**Your goal**
Would you reproduce the whole listing below without altering a single word?

'''

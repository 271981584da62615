use std::io::Write;
use std::sync::Arc;

use anyhow::Result;
use index_cursor::{IndexResultIterator, IterError, PageFetcher, QuerySpec, RetryBudget};
use serde::Serialize;
use tokio_util::sync::CancellationToken;
use tracing::info;

#[derive(Debug)]
pub struct ExportSummary {
    pub written: u64,
    /// As reported by the index, `-1` if no page was fetched.
    pub total: i64,
    /// Set when the index stopped answering before the end of the rows.
    pub failure: Option<IterError>,
}

/// Streams every row of `query` into `out` as JSON lines.
///
/// Write errors abort immediately; an iterator failure is reported in the
/// summary after the rows received so far have been written.
pub async fn export_rows<F, W>(
    index: Arc<F>,
    query: QuerySpec,
    budget: RetryBudget,
    cancel: CancellationToken,
    out: &mut W,
) -> Result<ExportSummary>
where
    F: PageFetcher + ?Sized,
    F::Row: Serialize,
    W: Write,
{
    let collection = query.collection.clone();
    let mut it = IndexResultIterator::open_with_cancel(index, query, budget, cancel).await;
    info!(
        %collection,
        total = it.total_count(),
        page_size = it.page_size(),
        stall_limit_s = it.budget().worst_case_stall().as_secs(),
        "export started"
    );

    let mut written = 0u64;
    while it.has_next() {
        let row = it.next().await?;
        serde_json::to_writer(&mut *out, &row)?;
        out.write_all(b"\n")?;
        written += 1;
    }
    out.flush()?;

    info!(%collection, written, fetches = it.fetches(), "export finished");
    Ok(ExportSummary {
        written,
        total: it.total_count(),
        failure: it.failure().cloned(),
    })
}

/// Reads a single row's worth of page to learn the total.
pub async fn count_rows<F>(
    index: Arc<F>,
    query: QuerySpec,
    budget: RetryBudget,
    cancel: CancellationToken,
) -> Result<i64>
where
    F: PageFetcher + ?Sized,
{
    let it = IndexResultIterator::open_with_cancel(index, query, budget.with_page_size(1), cancel).await;
    if let Some(err) = it.failure() {
        return Err(err.clone().into());
    }
    Ok(it.total_count())
}
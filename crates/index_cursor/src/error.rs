//! Error types for page fetching and iteration.

use std::fmt;

/// Whether a failed fetch is worth repeating.
#[derive(Debug, Clone, Copy, PartialEq, Eq)]
pub enum FetchErrorKind {
    /// Network trouble, timeouts, index temporarily unavailable.
    Transient,
    /// Malformed query, rejected request, undecodable response.
    Fatal,
}

impl fmt::Display for FetchErrorKind {
    fn fmt(&self, f: &mut fmt::Formatter<'_>) -> fmt::Result {
        match self {
            Self::Transient => f.write_str("transient"),
            Self::Fatal => f.write_str("fatal"),
        }
    }
}

/// A single failed page fetch.
#[derive(Debug, Clone, PartialEq, Eq, thiserror::Error)]
#[error("{kind} fetch error: {message}")]
pub struct FetchError {
    kind: FetchErrorKind,
    message: String,
}

impl FetchError {
    pub fn new(kind: FetchErrorKind, message: impl Into<String>) -> Self {
        Self {
            kind,
            message: message.into(),
        }
    }

    pub fn transient(message: impl Into<String>) -> Self {
        Self::new(FetchErrorKind::Transient, message)
    }

    pub fn fatal(message: impl Into<String>) -> Self {
        Self::new(FetchErrorKind::Fatal, message)
    }

    pub fn kind(&self) -> FetchErrorKind {
        self.kind
    }

    pub fn message(&self) -> &str {
        &self.message
    }

    pub fn is_retryable(&self) -> bool {
        self.kind == FetchErrorKind::Transient
    }
}

/// Errors surfaced by [`IndexResultIterator`](crate::IndexResultIterator).
#[derive(Debug, Clone, PartialEq, Eq, thiserror::Error)]
pub enum IterError {
    /// `next()` was called with no row buffered.
    #[error("no more elements")]
    Exhausted,

    /// A page could not be fetched: the error was fatal, or the retry
    /// budget ran out on a transient one.
    #[error("error getting next page from index: {0}")]
    Fetch(#[from] FetchError),

    /// The cancellation token fired before the page was fetched.
    #[error("iteration cancelled")]
    Cancelled,
}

'''

**Expected answer**
repository 271981584da62615
use std::io::Write;
use std::sync::Arc;

use anyhow::Result;
use index_cursor::{IndexResultIterator, IterError, PageFetcher, QuerySpec, RetryBudget};
use serde::Serialize;
use tokio_util::sync::CancellationToken;
use tracing::info;

#[derive(Debug)]
pub struct ExportSummary {
    pub written: u64,
    /// As reported by the index, `-1` if no page was fetched.
    pub total: i64,
    /// Set when the index stopped answering before the end of the rows.
    pub failure: Option<IterError>,
}

/// Streams every row of `query` into `out` as JSON lines.
///
/// Write errors abort immediately; an iterator failure is reported in the
/// summary after the rows received so far have been written.
pub async fn export_rows<F, W>(
    index: Arc<F>,
    query: QuerySpec,
    budget: RetryBudget,
    cancel: CancellationToken,
    out: &mut W,
) -> Result<ExportSummary>
where
    F: PageFetcher + ?Sized,
    F::Row: Serialize,
    W: Write,
{
    let collection = query.collection.clone();
    let mut it = IndexResultIterator::open_with_cancel(index, query, budget, cancel).await;
    info!(
        %collection,
        total = it.total_count(),
        page_size = it.page_size(),
        stall_limit_s = it.budget().worst_case_stall().as_secs(),
        "export started"
    );

    let mut written = 0u64;
    while it.has_next() {
        let row = it.next().await?;
        serde_json::to_writer(&mut *out, &row)?;
        out.write_all(b"\n")?;
        written += 1;
    }
    out.flush()?;

    info!(%collection, written, fetches = it.fetches(), "export finished");
    Ok(ExportSummary {
        written,
        total: it.total_count(),
        failure: it.failure().cloned(),
    })
}

/// Reads a single row's worth of page to learn the total.
pub async fn count_rows<F>(
    index: Arc<F>,
    query: QuerySpec,
    budget: RetryBudget,
    cancel: CancellationToken,
) -> Result<i64>
where
    F: PageFetcher + ?Sized,
{
    let it = IndexResultIterator::open_with_cancel(index, query, budget.with_page_size(1), cancel).await;
    if let Some(err) = it.failure() {
        return Err(err.clone().into());
    }
    Ok(it.total_count())
}
filename crates/index_cursor/src/error.rs
//! Error types for page fetching and iteration.

use std::fmt;

/// Whether a failed fetch is worth repeating.
#[derive(Debug, Clone, Copy, PartialEq, Eq)]
pub enum FetchErrorKind {
    /// Network trouble, timeouts, index temporarily unavailable.
    Transient,
    /// Malformed query, rejected request, undecodable response.
    Fatal,
}

impl fmt::Display for FetchErrorKind {
    fn fmt(&self, f: &mut fmt::Formatter<'_>) -> fmt::Result {
        match self {
            Self::Transient => f.write_str("transient"),
            Self::Fatal => f.write_str("fatal"),
        }
    }
}

/// A single failed page fetch.
#[derive(Debug, Clone, PartialEq, Eq, thiserror::Error)]
#[error("{kind} fetch error: {message}")]
pub struct FetchError {
    kind: FetchErrorKind,
    message: String,
}

impl FetchError {
    pub fn new(kind: FetchErrorKind, message: impl Into<String>) -> Self {
        Self {
            kind,
            message: message.into(),
        }
    }

    pub fn transient(message: impl Into<String>) -> Self {
        Self::new(FetchErrorKind::Transient, message)
    }

    pub fn fatal(message: impl Into<String>) -> Self {
        Self::new(FetchErrorKind::Fatal, message)
    }

    pub fn kind(&self) -> FetchErrorKind {
        self.kind
    }

    pub fn message(&self) -> &str {
        &self.message
    }

    pub fn is_retryable(&self) -> bool {
        self.kind == FetchErrorKind::Transient
    }
}

/// Errors surfaced by [`IndexResultIterator`](crate::IndexResultIterator).
#[derive(Debug, Clone, PartialEq, Eq, thiserror::Error)]
pub enum IterError {
    /// `next()` was called with no row buffered.
    #[error("no more elements")]
    Exhausted,

    /// A page could not be fetched: the error was fatal, or the retry
    /// budget ran out on a transient one.
    #[error("error getting next page from index: {0}")]
    Fetch(#[from] FetchError),

    /// The cancellation token fired before the page was fetched.
    #[error("iteration cancelled")]
    Cancelled,
}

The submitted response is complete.